One response to “Ordinary Medicine, Extraordinary Treatment

  1. Brian, I was very disappointed with your interview of Dr Sharon Kaufman. My disappoint is due to your not asking any hard questions about where her extreme utilitarian medical philosophy would take medicine. I am familiar with Dr Kaufman’s work. Her philosophy will lead to age limits on specific life saving practices. This would mean an 85 year old person who is in good physical condition for their age suddenly having a medical emergency. She would have medicare and insurance limit the use of “expensive medical treatments” by age. It should not surprise anyone that she supports suicide by doctor legislation. Even though it is couched in “compassion” it is really just another utilitarian method for reducing costs. This underlies all of Dr Kaufman’s approach. One just has to look at what is going on in Belgium with there executing the mentally insane based on money savings. The proponents of legalization of suicide are clear that they want go in the same direction. Dr Kaufman wants to reduce or take away the patient’s right to chose.

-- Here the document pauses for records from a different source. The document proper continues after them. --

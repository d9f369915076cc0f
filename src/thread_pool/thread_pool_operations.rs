//! Thread Pool Operations
//!
//! Startup, submission and the drain-then-join shutdown sequence for
//! `ThreadPool`, plus configuration loading.

use super::latch::Latch;
use super::task_queue::{TaskProducer, TaskQueue};
use super::thread_pool_data::{Task, ThreadPool, ThreadPoolConfig, ThreadPoolError};
use super::worker::Worker;
use crate::constants::thread_pool::MAX_WORKER_COUNT;
use crate::error::{EngineError, EngineResult};
use std::panic::{self, AssertUnwindSafe};
use std::path::Path;
use std::sync::atomic::Ordering;
use std::sync::Arc;
use std::thread;

// ============================================================================
// CONFIGURATION
// ============================================================================

impl ThreadPoolConfig {
    /// Default configuration with an explicit worker count
    pub fn with_worker_count(worker_count: usize) -> Self {
        Self {
            worker_count,
            ..Default::default()
        }
    }

    /// Validate configuration parameters
    pub fn validate(&self) -> EngineResult<()> {
        if self.worker_count == 0 {
            return Err(ThreadPoolError::InvalidWorkerCount(self.worker_count).into());
        }

        if self.worker_count > MAX_WORKER_COUNT {
            return Err(EngineError::InvalidConfig {
                field: "worker_count".to_string(),
                value: self.worker_count.to_string(),
                reason: format!("exceeds maximum of {}", MAX_WORKER_COUNT),
            });
        }

        if self.thread_name_prefix.is_empty() {
            return Err(EngineError::InvalidConfig {
                field: "thread_name_prefix".to_string(),
                value: String::new(),
                reason: "cannot be empty".to_string(),
            });
        }

        if self.stack_size == Some(0) {
            return Err(EngineError::InvalidConfig {
                field: "stack_size".to_string(),
                value: "0".to_string(),
                reason: "stack size must be positive when set".to_string(),
            });
        }

        Ok(())
    }

    /// Parse and validate a TOML document. Missing fields take their defaults.
    pub fn from_toml_str(source: &str) -> EngineResult<Self> {
        let config: Self = toml::from_str(source).map_err(|e| EngineError::ParseError {
            value: e.to_string(),
            expected_type: "ThreadPoolConfig".to_string(),
        })?;
        config.validate()?;
        Ok(config)
    }

    pub fn from_file(path: impl AsRef<Path>) -> EngineResult<Self> {
        let path = path.as_ref();
        let source = std::fs::read_to_string(path).map_err(|e| EngineError::IoError {
            path: path.display().to_string(),
            error: e.to_string(),
        })?;
        Self::from_toml_str(&source)
    }
}

// ============================================================================
// LIFECYCLE
// ============================================================================

impl ThreadPool {
    /// Create a pool with `worker_count` threads.
    ///
    /// Panics if the count is invalid or a thread cannot be spawned; use
    /// `with_config` to handle those cases.
    pub fn new(worker_count: usize) -> Self {
        match Self::with_config(&ThreadPoolConfig::with_worker_count(worker_count)) {
            Ok(pool) => pool,
            Err(e) => {
                log::error!("[ThreadPool::new] Failed to create thread pool: {}", e);
                panic!("Failed to create thread pool: {}", e);
            }
        }
    }

    /// Create a pool from a validated configuration.
    ///
    /// All workers are constructed before any is started, so no thread body
    /// observes a partially built worker.
    pub fn with_config(config: &ThreadPoolConfig) -> EngineResult<Self> {
        config.validate()?;

        let worker_count = config.worker_count;
        let queue = TaskQueue::new();
        let workers = (0..worker_count)
            .map(|index| Worker::new(&queue, index))
            .collect();

        let mut pool = Self {
            queue,
            workers,
            remaining_inits: Arc::new(Latch::new(worker_count)),
            tasks_posted: Default::default(),
        };

        for index in 0..worker_count {
            let init_latch = Arc::clone(&pool.remaining_inits);
            if let Err(e) = pool.workers[index].start(init_latch, config) {
                log::error!(
                    "[ThreadPool::with_config] Failed to start worker {}: {}",
                    index,
                    e
                );

                // Unstarted workers never count down; drop shuts down the rest
                pool.remaining_inits.count_down_by(worker_count - index);
                pool.workers.truncate(index);
                return Err(e);
            }
        }

        log::info!(
            "[ThreadPool::with_config] Started {} workers ({})",
            worker_count,
            config.thread_name_prefix
        );

        Ok(pool)
    }

    /// Submit a task. Safe to call concurrently from any thread.
    ///
    /// Tasks running on the pool cannot borrow the pool; they submit follow-up
    /// work through a `producer()` handle instead.
    pub fn post<F>(&self, f: F)
    where
        F: FnOnce() + Send + 'static,
    {
        self.post_task(Box::new(f));
    }

    /// Submit a task that borrows data living outside the pool.
    ///
    /// # Safety
    ///
    /// The caller must not let anything `f` borrows go out of scope before
    /// `f` has finished running. The broad phase guarantees this by counting
    /// a latch down from a drop guard inside `f` and waiting on that latch
    /// from a drop guard of its own.
    pub(crate) unsafe fn post_scoped<'scope, F>(&self, f: F)
    where
        F: FnOnce() + Send + 'scope,
    {
        let task: Box<dyn FnOnce() + Send + 'scope> = Box::new(f);
        let task: Task = std::mem::transmute::<
            Box<dyn FnOnce() + Send + 'scope>,
            Box<dyn FnOnce() + Send + 'static>,
        >(task);
        self.post_task(task);
    }

    fn post_task(&self, task: Task) {
        let enqueued = self.queue.enqueue(task);
        assert!(enqueued, "[ThreadPool::post] Failed to enqueue task");
        self.tasks_posted.fetch_add(1, Ordering::Relaxed);
    }

    /// Producer handle for submitting from inside running tasks
    pub fn producer(&self) -> TaskProducer {
        self.queue.producer()
    }

    pub fn worker_count(&self) -> usize {
        self.workers.len()
    }

    /// Number of tasks submitted so far, shutdown dummies excluded
    pub fn tasks_posted(&self) -> usize {
        self.tasks_posted.load(Ordering::Relaxed)
    }

    /// Hardware concurrency, at least one
    pub fn hardware_worker_count() -> usize {
        num_cpus::get().max(1)
    }

    fn are_all_workers_done_blocking_processing(&self) -> bool {
        self.workers
            .iter()
            .all(|worker| worker.is_done_blocking_processing())
    }
}

impl Drop for ThreadPool {
    fn drop(&mut self) {
        // Every worker must be `Running` and dequeuing before it can be stopped
        self.remaining_inits.wait();

        for worker in &self.workers {
            worker.stop();
        }

        // Each dummy wakes at most one blocked worker; a dummy may also be
        // taken by a worker already draining, so keep posting until all report
        let mut dummy_tasks = 0usize;
        while !self.are_all_workers_done_blocking_processing() {
            let enqueued = self.queue.enqueue(Box::new(|| {}));
            assert!(enqueued, "[ThreadPool::drop] Failed to enqueue dummy task");
            dummy_tasks += 1;
            thread::yield_now();
        }

        for worker in &mut self.workers {
            if let Err(e) = worker.join() {
                log::error!("[ThreadPool::drop] {}", e);
            }
        }

        // Producers may have posted after the last worker drained
        self.queue.close();
        let consumer = self.queue.consumer();
        let mut leftover_tasks = 0usize;
        while let Some(task) = consumer.try_dequeue() {
            if panic::catch_unwind(AssertUnwindSafe(task)).is_err() {
                log::error!("[ThreadPool::drop] Leftover task panicked");
            }
            leftover_tasks += 1;
        }

        log::info!(
            "[ThreadPool::drop] Joined {} workers after {} dummy tasks, {} leftover tasks",
            self.workers.len(),
            dummy_tasks,
            leftover_tasks
        );
    }
}

static_assertions::assert_impl_all!(ThreadPool: Send, Sync);
static_assertions::assert_impl_all!(TaskProducer: Send, Sync, Clone);
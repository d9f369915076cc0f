/// Data-Oriented 2D Axis-Aligned Bounding Boxes
///
/// Pure functions over plain data, used by the sweep-and-prune broad phase.

use glam::Vec2;

/// Axis-aligned bounding box tagged with the index of its source object
#[derive(Debug, Clone, Copy, PartialEq)]
pub struct Aabb {
    pub min_x: f32,
    pub max_x: f32,
    pub min_y: f32,
    pub max_y: f32,

    /// Index of the object in the caller's array
    pub obj_idx: usize,
}

/// Create AABB enclosing a circle
pub fn aabb_from_circle(center: Vec2, radius: f32, obj_idx: usize) -> Aabb {
    Aabb {
        min_x: center.x - radius,
        max_x: center.x + radius,
        min_y: center.y - radius,
        max_y: center.y + radius,
        obj_idx,
    }
}

/// Interval overlap on the sweep axis, touching edges included
pub fn aabb_overlaps_x(a: &Aabb, b: &Aabb) -> bool {
    a.min_x <= b.max_x && b.min_x <= a.max_x
}

/// Interval overlap on the pruning axis, touching edges included
pub fn aabb_overlaps_y(a: &Aabb, b: &Aabb) -> bool {
    a.min_y <= b.max_y && b.min_y <= a.max_y
}

/// Test if two AABBs intersect on both axes
pub fn aabb_intersects(a: &Aabb, b: &Aabb) -> bool {
    aabb_overlaps_x(a, b) && aabb_overlaps_y(a, b)
}

#[cfg(test)]
mod tests {
    use super::*;

    #[test]
    fn test_from_circle() {
        let aabb = aabb_from_circle(Vec2::new(10.0, -4.0), 2.0, 5);
        assert_eq!(aabb.min_x, 8.0);
        assert_eq!(aabb.max_x, 12.0);
        assert_eq!(aabb.min_y, -6.0);
        assert_eq!(aabb.max_y, -2.0);
        assert_eq!(aabb.obj_idx, 5);
    }

    #[test]
    fn test_touching_boxes_intersect() {
        let a = aabb_from_circle(Vec2::splat(0.5), 0.5, 0);
        let b = aabb_from_circle(Vec2::splat(1.5), 0.5, 1);
        assert!(aabb_intersects(&a, &b));
        assert!(aabb_intersects(&b, &a));
    }

    #[test]
    fn test_overlap_on_one_axis_only() {
        let a = aabb_from_circle(Vec2::splat(0.5), 0.5, 0);
        let b = aabb_from_circle(Vec2::new(1.0, 3.5), 0.5, 1);
        assert!(aabb_overlaps_x(&a, &b));
        assert!(!aabb_overlaps_y(&a, &b));
        assert!(!aabb_intersects(&a, &b));
    }
}
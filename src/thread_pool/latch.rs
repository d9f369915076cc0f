//! Single-use countdown latch
//!
//! Releases every waiter once its count reaches zero. Used for worker startup
//! synchronization and for fork-join completion in the broad phase.

use parking_lot::{Condvar, Mutex};

/// Countdown latch, counted down by workers and waited on by the owner
pub struct Latch {
    count: Mutex<usize>,
    released: Condvar,
}

impl Latch {
    pub fn new(count: usize) -> Self {
        Self {
            count: Mutex::new(count),
            released: Condvar::new(),
        }
    }

    /// Decrement the count by one
    pub fn count_down(&self) {
        self.count_down_by(1);
    }

    /// Decrement the count by `n`; counting below zero is a programming error
    pub fn count_down_by(&self, n: usize) {
        if n == 0 {
            return;
        }

        let mut count = self.count.lock();
        debug_assert!(*count >= n, "latch counted down past zero");
        *count = count.saturating_sub(n);

        if *count == 0 {
            self.released.notify_all();
        }
    }

    /// Block until the count reaches zero
    pub fn wait(&self) {
        let mut count = self.count.lock();
        while *count > 0 {
            self.released.wait(&mut count);
        }
    }

    /// Non-blocking check
    pub fn try_wait(&self) -> bool {
        *self.count.lock() == 0
    }

    pub fn count(&self) -> usize {
        *self.count.lock()
    }
}

/// Counts a latch down once when dropped, including during unwinding
pub(crate) struct CountDownGuard<'a> {
    pub(crate) latch: &'a Latch,
}

impl Drop for CountDownGuard<'_> {
    fn drop(&mut self) {
        self.latch.count_down();
    }
}

/// Waits on a latch when dropped, including during unwinding
pub(crate) struct WaitGuard<'a> {
    pub(crate) latch: &'a Latch,
}

impl Drop for WaitGuard<'_> {
    fn drop(&mut self) {
        self.latch.wait();
    }
}

#[cfg(test)]
mod tests {
    use super::*;
    use std::sync::Arc;
    use std::thread;

    #[test]
    fn test_zero_latch_is_released() {
        let latch = Latch::new(0);
        assert!(latch.try_wait());
        latch.wait();
    }

    #[test]
    fn test_count_down_by_releases_in_bulk() {
        let latch = Latch::new(5);
        latch.count_down();
        assert_eq!(latch.count(), 4);
        latch.count_down_by(4);
        assert!(latch.try_wait());
    }

    #[test]
    fn test_wait_blocks_until_all_threads_count_down() {
        let latch = Arc::new(Latch::new(4));
        let handles: Vec<_> = (0..4)
            .map(|_| {
                let latch = Arc::clone(&latch);
                thread::spawn(move || latch.count_down())
            })
            .collect();

        latch.wait();
        assert_eq!(latch.count(), 0);

        for handle in handles {
            handle.join().expect("latch thread panicked");
        }
    }

    #[test]
    fn test_guard_counts_down_on_panic() {
        let latch = Latch::new(1);
        let result = std::panic::catch_unwind(std::panic::AssertUnwindSafe(|| {
            let _guard = CountDownGuard { latch: &latch };
            panic!("task failed");
        }));

        assert!(result.is_err());
        assert!(latch.try_wait());
    }
}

I am very disappointed with KPFA’s failure to actually investigate what is in the so-called Death With Dignity bill or what really happened to Brittany Maynard who made a video saying she wanted to continue living and that very night she “took” the poison pills. The California bill (SB 128) does not require any independent witness to the taking of the pills. So anything could happen including including giving the person the pills in a disguised form. I am sorry that you and KPFA have been taken in by the false claim of compassion by these extreme utilitarians.